Une salariée manipule des produits chimiques au travail alors qu'elle se sait enceinte mais elle attend plus de quatre mois avant de prévenir son employeur. Un silence qui peut étonner et qui surtout figure parmi les motifs de son licenciement pour faute grave. CAr oui cette chargée de projet R&D qui travaillait depuis avril 2016 chez Synthecob, dans le secteur de la chimie. a été licenciée pour faute grave le 14 décembre 2020, un mois et demi après avoir informé son employeur de sa grossesse le 30 octobre 2020.

L'employeur lui reprochait d'avoir manipulé des produits chimiques contre-indiqués pendant sa grossesse sans signaler son état. Elle avait ainsi, selon lui, mis en danger sa santé et celle de son futur enfant.

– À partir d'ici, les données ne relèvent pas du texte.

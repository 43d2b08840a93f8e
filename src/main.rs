/*!
 * CPU Scheduling Simulator - Command Line Entry Point
 *
 * Runs one scheduling algorithm (or all of them) over a workload and
 * prints per-process timings, aggregate metrics and an optional timeline.
 */

use clap::Parser;
use miette::IntoDiagnostic;
use std::path::PathBuf;
use tracing::info;

use cpu_sched_sim::report::{self, ComparisonRow, Report};
use cpu_sched_sim::{init_tracing, GeneratorParams, Overrides, Simulator, Tick, Workload};

#[derive(Parser, Debug)]
#[command(name = "cpu-sched-sim", version, about = "CPU scheduling simulator")]
struct Cli {
    /// Scheduling algorithm: fcfs, sjf, prio, rr
    #[arg(short = 'a', long = "algo", value_name = "ALGO")]
    algo: Option<String>,

    /// Round-robin time quantum in ticks
    #[arg(short = 'q', long, allow_negative_numbers = true)]
    quantum: Option<i64>,

    /// Context-switch overhead in ticks
    #[arg(short = 'c', long = "context-switch", value_name = "TICKS")]
    context_switch: Option<Tick>,

    /// Preemptive priority scheduling
    #[arg(short = 'p', long, conflicts_with = "non_preemptive")]
    preemptive: bool,

    /// Non-preemptive priority scheduling
    #[arg(long)]
    non_preemptive: bool,

    /// JSON workload file
    #[arg(short = 'w', long, value_name = "FILE")]
    workload: Option<PathBuf>,

    /// Generate a random workload with this many processes
    #[arg(long, value_name = "COUNT", conflicts_with = "workload")]
    random: Option<usize>,

    /// Seed for --random
    #[arg(long, default_value_t = 0)]
    seed: u64,

    /// Print the scheduling timeline
    #[arg(short = 't', long)]
    timeline: bool,

    /// Print the full report as JSON
    #[arg(long)]
    json: bool,

    /// Run every algorithm on the workload and compare
    #[arg(long)]
    compare: bool,

    /// Debug-level logging
    #[arg(short = 'v', long)]
    verbose: bool,
}

impl Cli {
    fn overrides(&self) -> Overrides {
        let preemptive = match (self.preemptive, self.non_preemptive) {
            (true, _) => Some(true),
            (_, true) => Some(false),
            _ => None,
        };
        Overrides {
            algorithm: self.algo.clone(),
            quantum: self.quantum,
            preemptive,
            context_switch_overhead: self.context_switch,
        }
    }

    fn workload(&self) -> miette::Result<Workload> {
        if let Some(path) = &self.workload {
            return Ok(Workload::load(path)?);
        }
        if let Some(count) = self.random {
            let params = GeneratorParams {
                count,
                ..GeneratorParams::default()
            };
            return Ok(Workload::generate(params, self.seed));
        }
        Ok(Workload::builtin())
    }
}

fn main() -> miette::Result<()> {
    let cli = Cli::parse();
    init_tracing(if cli.verbose { "debug" } else { "info" });

    // Everything is validated before any simulator exists
    let overrides = Overrides::from_env()?.merge(cli.overrides());
    let config = overrides.clone().resolve()?;
    let workload = cli.workload()?;
    info!(processes = workload.len(), algorithm = ?config.algorithm, "configuration ready");

    if cli.compare {
        let rows: Vec<ComparisonRow> = overrides
            .all_algorithms()?
            .iter()
            .map(|cfg| {
                let mut sim = Simulator::from_config(cfg);
                sim.add_workload(&workload);
                let stats = sim.run();
                ComparisonRow {
                    algorithm: sim.scheduler_name().to_string(),
                    stats,
                }
            })
            .collect();

        if cli.json {
            println!("{}", serde_json::to_string_pretty(&rows).into_diagnostic()?);
        } else {
            print!("{}", report::render_comparison(&rows).into_diagnostic()?);
        }
        return Ok(());
    }

    let mut sim = Simulator::from_config(&config);
    sim.add_workload(&workload);
    let stats = sim.run();

    if cli.json {
        let json = Report::new(&sim, config, stats).to_json().into_diagnostic()?;
        println!("{}", json);
        return Ok(());
    }

    println!("\nSimulation Results: {}", sim.scheduler_name());
    println!("==================\n");
    print!("{}", report::render_process_table(sim.completions()).into_diagnostic()?);
    print!("{}", report::render_metrics(&stats).into_diagnostic()?);
    if cli.timeline {
        let chart = report::render_timeline(sim.timeline(), stats.total_ticks).into_diagnostic()?;
        println!("{}", chart);
    }

    Ok(())
}
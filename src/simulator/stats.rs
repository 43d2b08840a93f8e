/*!
 * Simulation Statistics
 * Per-process completion records and run-level averages
 */

use crate::core::types::{Pid, Priority, Tick};
use serde::{Deserialize, Serialize};
use std::fmt;

/// Timing of one finished process
#[derive(Debug, Clone, Copy, PartialEq, Eq, Serialize, Deserialize)]
pub struct CompletionRecord {
    pub pid: Pid,
    pub arrival_time: Tick,
    pub burst_time: Tick,
    pub priority: Priority,
    /// Tick at which the last unit of work finished
    pub completion_time: Tick,
    pub turnaround_time: Tick,
    pub waiting_time: Tick,
    pub response_time: Tick,
}

/// Aggregate result of a run
#[derive(Debug, Clone, Copy, PartialEq, Default, Serialize, Deserialize)]
pub struct SimulationStats {
    pub avg_waiting_time: f64,
    pub avg_turnaround_time: f64,
    pub avg_response_time: f64,
    pub total_context_switches: u64,
    pub completed_processes: usize,
    /// Clock value when the run terminated
    pub total_ticks: Tick,
    /// Ticks spent executing process work
    pub busy_ticks: Tick,
}

impl SimulationStats {
    /// Share of ticks the CPU spent doing work, in `[0, 1]`
    pub fn cpu_utilization(&self) -> f64 {
        if self.total_ticks == 0 {
            0.0
        } else {
            self.busy_ticks as f64 / self.total_ticks as f64
        }
    }
}

impl fmt::Display for SimulationStats {
    fn fmt(&self, f: &mut fmt::Formatter<'_>) -> fmt::Result {
        writeln!(f, "Average Waiting Time: {:.2}", self.avg_waiting_time)?;
        writeln!(f, "Average Turnaround Time: {:.2}", self.avg_turnaround_time)?;
        writeln!(f, "Average Response Time: {:.2}", self.avg_response_time)?;
        writeln!(f, "Total Context Switches: {}", self.total_context_switches)?;
        write!(f, "Completed Processes: {}", self.completed_processes)
    }
}

/// Running sums, local to one run
#[derive(Debug, Default)]
pub(super) struct StatsAccumulator {
    waiting: u64,
    turnaround: u64,
    response: u64,
    completed: usize,
    pub context_switches: u64,
    pub busy_ticks: Tick,
}

impl StatsAccumulator {
    pub fn record(&mut self, record: &CompletionRecord) {
        self.waiting += record.waiting_time;
        self.turnaround += record.turnaround_time;
        self.response += record.response_time;
        self.completed += 1;
    }

    /// Divide the sums once; no division when nothing completed
    pub fn finish(self, total_ticks: Tick) -> SimulationStats {
        let mut stats = SimulationStats {
            total_context_switches: self.context_switches,
            completed_processes: self.completed,
            total_ticks,
            busy_ticks: self.busy_ticks,
            ..SimulationStats::default()
        };

        if self.completed > 0 {
            let n = self.completed as f64;
            stats.avg_waiting_time = self.waiting as f64 / n;
            stats.avg_turnaround_time = self.turnaround as f64 / n;
            stats.avg_response_time = self.response as f64 / n;
        }

        stats
    }
}

#[cfg(test)]
mod tests {
    use super::*;

    fn record(pid: Pid, turnaround: Tick, waiting: Tick) -> CompletionRecord {
        CompletionRecord {
            pid,
            arrival_time: 0,
            burst_time: turnaround - waiting,
            priority: 0,
            completion_time: turnaround,
            turnaround_time: turnaround,
            waiting_time: waiting,
            response_time: waiting,
        }
    }

    #[test]
    fn test_empty_accumulator() {
        let stats = StatsAccumulator::default().finish(0);
        assert_eq!(stats, SimulationStats::default());
        assert_eq!(stats.cpu_utilization(), 0.0);
    }

    #[test]
    fn test_averages() {
        let mut acc = StatsAccumulator::default();
        acc.record(&record(1, 5, 0));
        acc.record(&record(2, 6, 3));
        acc.busy_ticks = 8;
        let stats = acc.finish(10);
        assert_eq!(stats.completed_processes, 2);
        assert_eq!(stats.avg_turnaround_time, 5.5);
        assert_eq!(stats.avg_waiting_time, 1.5);
        assert_eq!(stats.cpu_utilization(), 0.8);
    }

    #[test]
    fn test_display() {
        let stats = SimulationStats {
            avg_waiting_time: 1.0,
            avg_turnaround_time: 2.5,
            completed_processes: 3,
            ..Default::default()
        };
        let text = stats.to_string();
        assert!(text.contains("Average Waiting Time: 1.00"));
        assert!(text.contains("Average Turnaround Time: 2.50"));
        assert!(text.ends_with("Completed Processes: 3"));
    }
}
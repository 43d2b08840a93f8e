/*!
 * Priority Scheduling
 * Lowest priority value runs first, with optional preemption
 */

use super::entry::KeyedQueue;
use super::traits::{dispatch, must_yield, Scheduler};
use crate::core::types::{Pid, Priority, Tick};
use crate::process::{Process, ProcessState, ProcessTable};
use tracing::trace;

/// Priority dispatch
///
/// In preemptive mode the running process yields as soon as a strictly
/// more urgent process is ready. Equal priorities never preempt.
#[derive(Debug)]
pub struct PriorityScheduler {
    ready: KeyedQueue<Priority>,
    preemptive: bool,
}

impl PriorityScheduler {
    pub fn new(preemptive: bool) -> Self {
        Self {
            ready: KeyedQueue::new(),
            preemptive,
        }
    }

    #[inline]
    pub fn is_preemptive(&self) -> bool {
        self.preemptive
    }
}

impl Scheduler for PriorityScheduler {
    fn admit(&mut self, process: &mut Process) {
        process.set_state(ProcessState::Ready);
        self.ready.push(process.pid(), process.priority());
        trace!(
            pid = process.pid(),
            priority = process.priority(),
            "priority admit"
        );
    }

    fn next(&mut self, table: &mut ProcessTable) -> Option<Pid> {
        self.ready.pop().map(|entry| dispatch(table, entry.pid))
    }

    fn preempt(&mut self, process: &mut Process) {
        if !process.is_finished() {
            self.admit(process);
        }
    }

    fn needs_preemption(&self, process: Option<&Process>, _current_tick: Tick) -> bool {
        let process = match process {
            Some(p) if !must_yield(Some(p)) => p,
            _ => return true,
        };

        if !self.preemptive {
            return false;
        }

        self.ready
            .peek()
            .is_some_and(|head| head.key < process.priority())
    }

    fn name(&self) -> &str {
        if self.preemptive {
            "Priority Scheduling (Preemptive)"
        } else {
            "Priority Scheduling (Non-preemptive)"
        }
    }

    fn ready_len(&self) -> usize {
        self.ready.len()
    }
}
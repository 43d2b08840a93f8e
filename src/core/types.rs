/*!
 * Core Types
 * Common types used across the simulator
 */

/// Process ID type (assigned sequentially from 1)
pub type Pid = u32;

/// Simulation time, in whole ticks
pub type Tick = u64;

/// Priority level (lower is more urgent, may be negative)
pub type Priority = i32;

/// First pid handed out by a simulator
pub const FIRST_PID: Pid = 1;
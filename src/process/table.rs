/*!
 * Process Table
 * Pid-indexed arena owning every process of a simulation
 */

use super::types::Process;
use crate::core::types::{Pid, Priority, Tick, FIRST_PID};

/// Arena of processes keyed by pid
///
/// Pids are dense and sequential, so a pid maps straight to a slot.
/// Schedulers only ever hold pids; all field mutation goes through here.
#[derive(Debug, Clone, Default)]
pub struct ProcessTable {
    processes: Vec<Process>,
}

impl ProcessTable {
    pub fn new() -> Self {
        Self::default()
    }

    /// Create a process with the next pid and return that pid
    pub fn spawn(&mut self, arrival_time: Tick, burst_time: Tick, priority: Priority) -> Pid {
        let pid = FIRST_PID + self.processes.len() as Pid;
        self.processes
            .push(Process::new(pid, arrival_time, burst_time, priority));
        pid
    }

    #[inline]
    fn slot(pid: Pid) -> Option<usize> {
        pid.checked_sub(FIRST_PID).map(|i| i as usize)
    }

    #[inline]
    pub fn get(&self, pid: Pid) -> Option<&Process> {
        Self::slot(pid).and_then(|i| self.processes.get(i))
    }

    #[inline]
    pub fn get_mut(&mut self, pid: Pid) -> Option<&mut Process> {
        Self::slot(pid).and_then(move |i| self.processes.get_mut(i))
    }

    pub fn iter(&self) -> impl Iterator<Item = &Process> {
        self.processes.iter()
    }

    pub fn iter_mut(&mut self) -> impl Iterator<Item = &mut Process> {
        self.processes.iter_mut()
    }

    #[inline]
    pub fn len(&self) -> usize {
        self.processes.len()
    }

    #[inline]
    pub fn is_empty(&self) -> bool {
        self.processes.is_empty()
    }

    /// True once every process has run to completion
    pub fn all_finished(&self) -> bool {
        self.processes.iter().all(Process::is_finished)
    }
}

Il ajoutait que la situation pouvait engager sa propre responsabilité civile et pénale.

La lettre de licenciement mentionnait donc la grossesse mais pas que. Un autre grief lui reprochait d'avoir porté atteinte à l'intégrité physique et psychique d'un autre salarié "en le stressant". La rupture ne reposait donc pas uniquement sur la grossesse. Mais celle-ci figurait bien parmi les raisons invoquées.

La salariée a contesté son licenciement. Les prud'hommes lui ont d'abord donné raison et ont annulé la rupture. La cour d'appel de Dijon a infirmé cette décision le 24 octobre 2024. Pour elle, le licenciement n'était pas fondé sur la grossesse elle-même, mais sur le fait de l'avoir cachée à l'employeur. Cette absence d'information avait empêché l'entreprise de prendre des mesures adaptées et compromis la pleine exécution du contrat de travail.

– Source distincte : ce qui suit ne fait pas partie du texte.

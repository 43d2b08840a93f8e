/*!
 * Scheduler Traits
 * Dispatch policy contract shared by every algorithm
 */

use crate::core::types::{Pid, Tick};
use crate::process::{Process, ProcessState, ProcessTable};

/// A dispatch policy over a ready set of pids
///
/// The ready set is owned by the policy. Process records stay in the
/// simulator's [`ProcessTable`]; only the process handed to an operation
/// (or the one `next` selects) is mutated.
pub trait Scheduler: Send {
    /// Insert a newly arrived process into the ready set
    fn admit(&mut self, process: &mut Process);

    /// Remove the policy's choice from the ready set and mark it running
    fn next(&mut self, table: &mut ProcessTable) -> Option<Pid>;

    /// Take the CPU away from `process`; reinserted only if work remains
    fn preempt(&mut self, process: &mut Process);

    /// Whether the running process must yield before its next tick
    ///
    /// Always true for an absent or finished process.
    fn needs_preemption(&self, process: Option<&Process>, current_tick: Tick) -> bool;

    /// Descriptive label
    fn name(&self) -> &str;

    /// Number of processes waiting in the ready set
    fn ready_len(&self) -> usize;
}

/// Absent or finished processes always give up the CPU
#[inline]
pub(super) fn must_yield(process: Option<&Process>) -> bool {
    process.map_or(true, Process::is_finished)
}

/// Flip the selected process to running and hand back its pid
#[inline]
pub(super) fn dispatch(table: &mut ProcessTable, pid: Pid) -> Pid {
    if let Some(process) = table.get_mut(pid) {
        process.set_state(ProcessState::Running);
    }
    pid
}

La salariée s'est alors tournée vers la Cour de cassation. Dans son arrêt du 3 juin 2026, rendu sous le n° 24-22.719, la chambre sociale vise les articles L. 1225-2, L. 1225-4, L. 1132-1 et L. 1132-4 du code du travail. Elle rappelle une règle claire, posée par l'article L. 1225-2 : une candidate à un emploi ou une salariée n'est pas tenue de révéler son état de grossesse. Une seule exception : lorsqu'elle demande le bénéfice des dispositions légales relatives à la protection de la femme enceinte.

Son silence ne peut donc pas constituer une faute, y compris lorsque son poste l'expose à des produits chimiques dangereux. Pendant la période de protection légale dite relative, l'article L. 1225-4 autorise bien un licenciement, mais à deux conditions : une faute grave étrangère à la grossesse, ou une impossibilité de maintenir le contrat pour un motif étranger à la grossesse. Un licenciement fondé, même partiellement, sur la grossesse est nul.

La Cour de cassation casse donc partiellement l'arrêt de la cour d'appel et renvoie l'affaire devant la cour d'appel de Besançon. Synthecob devra aussi verser 3 000 euros à la salariée au titre de l'article 700 du code de procédure civile. Seul le rejet de la demande de dommages-intérêts pour licenciement vexatoire échappe à la cassation.

Pour une salariée enceinte, la conséquence est nette : tant qu'elle ne réclame pas les protections liées à son état, ne pas annoncer sa grossesse à son employeur ne peut pas lui être reproché comme une faute.